Мы знаем, что в такой книге, как «Про это», где любовь ваша наполняла вас, вы с особенной ненавистью ополчились на этого гада — на быт. Вы понимали, что именно отсюда, именно через вашу нежность и страсть, может проползти змея, чтобы ужалить вас в сердце.
Не осилили тебя сильные.
Не дорезала осень черная, а ударил тебя в спину иррациональный и абсурдный быт, который носит на своей пошлой физиономии следы от разящих когтей твоей львиной лапы.
Маяковский разбился о быт как частная личность. Наша общественность колоссально переросла наш быт. Он — наше слабое место, и нередко отдельные люди из нашего лагеря оказываются безоружными перед ним, будучи превосходно вооруженными как общественники.
Легко упрекать, легко говорить поэту: зачерпни побольше металла на общественном культурном заводе и выкуй себе броню против укуса быта, но не так легко последовать этому совету!
Поэт чуток.

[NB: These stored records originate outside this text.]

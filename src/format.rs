use std::fmt::Write as _;

use tracing::warn;

use crate::record::{display_timestamp, SuppressedEvent};

const BOLD_WHITE: &str = "\x1b[1;37m";
const RESET: &str = "\x1b[0m";

/// How suppression records are written to stdout.
#[derive(Debug, Clone, Copy, PartialEq, Eq, Default, clap::ValueEnum)]
pub enum OutputFormat {
    /// One JSON document per record
    #[default]
    #[value(name = "json", alias = "structured")]
    Structured,
    /// Sectioned, markdown-style layout
    #[value(name = "markdown", alias = "long")]
    Long,
    /// Labelled single lines with trimmed text
    #[value(name = "compact")]
    Compact,
}

impl std::fmt::Display for OutputFormat {
    fn fmt(&self, f: &mut std::fmt::Formatter<'_>) -> std::fmt::Result {
        match self {
            OutputFormat::Structured => write!(f, "json"),
            OutputFormat::Long => write!(f, "markdown"),
            OutputFormat::Compact => write!(f, "compact"),
        }
    }
}

pub struct Renderer {
    format: OutputFormat,
    emphasis: bool,
}

impl Renderer {
    /// `emphasis` wraps section labels in ANSI bold; only worth it on a terminal.
    pub fn new(format: OutputFormat, emphasis: bool) -> Self {
        Self { format, emphasis }
    }

    /// Render one record, including its trailing newline.
    ///
    /// Returns `None` when the structured document cannot be produced; the
    /// record is then skipped rather than failing the caller.
    pub fn render(&self, record: &SuppressedEvent) -> Option<String> {
        match self.format {
            OutputFormat::Structured => render_structured(record),
            OutputFormat::Long => Some(self.render_long(record)),
            OutputFormat::Compact => Some(self.render_compact(record)),
        }
    }

    fn label(&self, text: &str) -> String {
        if self.emphasis {
            format!("{BOLD_WHITE}{text}{RESET}")
        } else {
            text.to_string()
        }
    }

    fn render_long(&self, record: &SuppressedEvent) -> String {
        let mut out = String::new();
        let mut section = |title: &str, body: &str| {
            let _ = write!(out, "{}\n\n{}\n\n", self.label(&format!("## {title}")), body);
        };

        section("Timestamp", &display_timestamp(&record.event.ts));
        section(record.origin.kind.label(), &record.origin.name);
        section("Username", record.username());
        section("Text", &record.event.text);

        let _ = write!(out, "{}\n\n", self.label("## Attachments"));
        for attachment in &record.event.attachments {
            let _ = write!(out, "{}\n\n", attachment.fallback);
        }
        out.push_str("---\n\n");
        out
    }

    fn render_compact(&self, record: &SuppressedEvent) -> String {
        let mut out = String::new();
        let mut line = |label: &str, value: &str| {
            let _ = writeln!(out, "{}{}", self.label(&format!("{label}: ")), value);
        };

        line("Timestamp", &display_timestamp(&record.event.ts));
        line(record.origin.kind.label(), &record.origin.name);
        line("Username", record.username());

        let _ = writeln!(out, "{}", self.label("Text:"));
        let _ = writeln!(out, "{}", record.event.text.trim());

        if !record.event.attachments.is_empty() {
            let _ = writeln!(out, "{}", self.label("Attachments:"));
            for attachment in &record.event.attachments {
                let _ = writeln!(out, "{}", attachment.fallback.trim());
            }
        }
        out.push_str("---\n");
        out
    }
}

fn render_structured(record: &SuppressedEvent) -> Option<String> {
    match serde_json::to_string(record) {
        Ok(json) => Some(json + "\n"),
        Err(e) => {
            warn!("Skipping record for {}: {}", record.origin.name, e);
            None
        }
    }
}
use serde::Serialize;
use tracing::debug;

use crate::error::{MarkReadError, PlatformError};
use crate::origin::{Origin, OriginKind};
use crate::platform::{MessageEvent, PlatformClient, UserInfo};

/// The user who sent a suppressed message, resolved for display only.
#[derive(Debug, Clone, PartialEq, Eq, Serialize)]
pub struct Actor {
    pub id: String,
    pub display_name: String,
}

impl From<UserInfo> for Actor {
    fn from(user: UserInfo) -> Self {
        let display_name = if user.name.is_empty() {
            user.real_name.unwrap_or_default()
        } else {
            user.name
        };
        Self {
            id: user.id,
            display_name,
        }
    }
}

/// Advance the read cursor of `origin` up to the event's raw timestamp.
///
/// The sender is looked up alongside the mark call. A failed lookup only
/// leaves the actor absent; a failed mark is returned as `MarkReadError`
/// with whatever actor was resolved.
pub async fn mark_read(
    client: &dyn PlatformClient,
    origin: &Origin,
    event: &MessageEvent,
) -> Result<Option<Actor>, MarkReadError> {
    let (marked, actor) = tokio::join!(
        set_read_mark(client, origin, &event.ts),
        resolve_actor(client, &event.user)
    );

    match marked {
        Ok(()) => Ok(actor),
        Err(source) => Err(MarkReadError {
            origin: origin.clone(),
            actor,
            source,
        }),
    }
}

async fn set_read_mark(
    client: &dyn PlatformClient,
    origin: &Origin,
    ts: &str,
) -> Result<(), PlatformError> {
    match origin.kind {
        OriginKind::Channel => client.set_channel_read_mark(&origin.id, ts).await,
        OriginKind::Group => client.set_group_read_mark(&origin.id, ts).await,
    }
}

async fn resolve_actor(client: &dyn PlatformClient, user_id: &str) -> Option<Actor> {
    if user_id.is_empty() {
        return None;
    }
    match client.user_info(user_id).await {
        Ok(user) => Some(user.into()),
        Err(e) => {
            debug!("Sender {} unresolved: {}", user_id, e);
            None
        }
    }
}

#[cfg(test)]
mod tests {
    use super::*;
    use crate::platform::spy::{Call, SpyClient};

    fn event(channel: &str, user: &str, ts: &str) -> MessageEvent {
        MessageEvent {
            channel: channel.to_string(),
            user: user.to_string(),
            ts: ts.to_string(),
            text: "hello".to_string(),
            ..Default::default()
        }
    }

    #[tokio::test]
    async fn test_channel_mark_uses_raw_timestamp() {
        let client = SpyClient::new().with_user("U1", "alice");
        let origin = Origin::new(OriginKind::Channel, "C1", "ops-alerts");

        let actor = mark_read(&client, &origin, &event("C1", "U1", "1610000000.000100"))
            .await
            .unwrap();

        assert_eq!(
            actor,
            Some(Actor {
                id: "U1".to_string(),
                display_name: "alice".to_string()
            })
        );
        assert_eq!(
            client.mark_calls(),
            vec![Call::ChannelMark {
                id: "C1".to_string(),
                ts: "1610000000.000100".to_string()
            }]
        );
    }

    #[tokio::test]
    async fn test_group_mark_uses_group_endpoint() {
        let client = SpyClient::new();
        let origin = Origin::new(OriginKind::Group, "G7", "incident-room");

        mark_read(&client, &origin, &event("G7", "U1", "42.000001"))
            .await
            .unwrap();

        assert_eq!(
            client.mark_calls(),
            vec![Call::GroupMark {
                id: "G7".to_string(),
                ts: "42.000001".to_string()
            }]
        );
    }

    #[tokio::test]
    async fn test_unknown_sender_is_absent_not_an_error() {
        let client = SpyClient::new();
        let origin = Origin::new(OriginKind::Channel, "C1", "ops-alerts");

        let actor = mark_read(&client, &origin, &event("C1", "U404", "1.0"))
            .await
            .unwrap();
        assert_eq!(actor, None);
    }

    #[tokio::test]
    async fn test_empty_sender_skips_user_lookup() {
        let client = SpyClient::new();
        let origin = Origin::new(OriginKind::Channel, "C1", "ops-alerts");

        mark_read(&client, &origin, &event("C1", "", "1.0"))
            .await
            .unwrap();
        assert!(!client
            .calls()
            .iter()
            .any(|call| matches!(call, Call::UserInfo(_))));
    }

    #[tokio::test]
    async fn test_mark_failure_keeps_resolved_actor() {
        let client = SpyClient::new().with_user("U1", "alice").failing_marks();
        let origin = Origin::new(OriginKind::Group, "G1", "sre");

        let err = mark_read(&client, &origin, &event("G1", "U1", "1.0"))
            .await
            .unwrap_err();

        assert_eq!(err.origin, origin);
        assert_eq!(err.actor.map(|a| a.display_name), Some("alice".to_string()));
        assert_eq!(err.source.api_code(), Some("not_in_group"));
    }
}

Сила его чувства — его слабость. Как легендарный Зигфрид, он имеет уязвимое место в своей роговой коже. У него есть ахиллесова пята. Быт ужалил великого поэта-революционера в пяту, и поэт умер. Но общественность скажет быту старыми словами, вкладывая в них новый смысл: «Ты будешь жалить меня в пяту, а я буду разить тебя в голову, пока не раздавлю ее».
Но так как Маяковский не был побежден по линии своей общественной жизни, то и умер только Маяковский как частная личность. Беда в том, что Маяковский частный смог вместе с собой убить песни, еще не спетые Маяковским общественным.
Однако убить общественного Маяковского, поскольку он уже воплотился в своих песнях, никак нельзя. Пушкин писал:
Нет, весь я не умру — душа в заветной лире
Мой прах переживет и тленья убежит…14
И Маяковский в песне, спетой незадолго до катастрофы, гордо заявлял:
Мой стих
трудом
громаду лет прорвет
и явится
весомо,
грубо,
зримо,
как в наши дни
вошел водопровод,
сработанный
еще рабами Рима.
В курганах книг,
похоронивших стих,
железки строк случайно обнаруживая, вы
с уважением
ощупывайте их,
как старое,
но грозное оружие15.
Это грозное оружие для нас еще далеко не старо. Мы даже еще не научились владеть им как следует и должны этому учиться: Мы еще часто будем пускать его в ход.
И прежде всего не позволим использовать крушение Маяковского индивидуального для того, чтобы бросить тень на великого общественного Маяковского и на дело, которому он служил.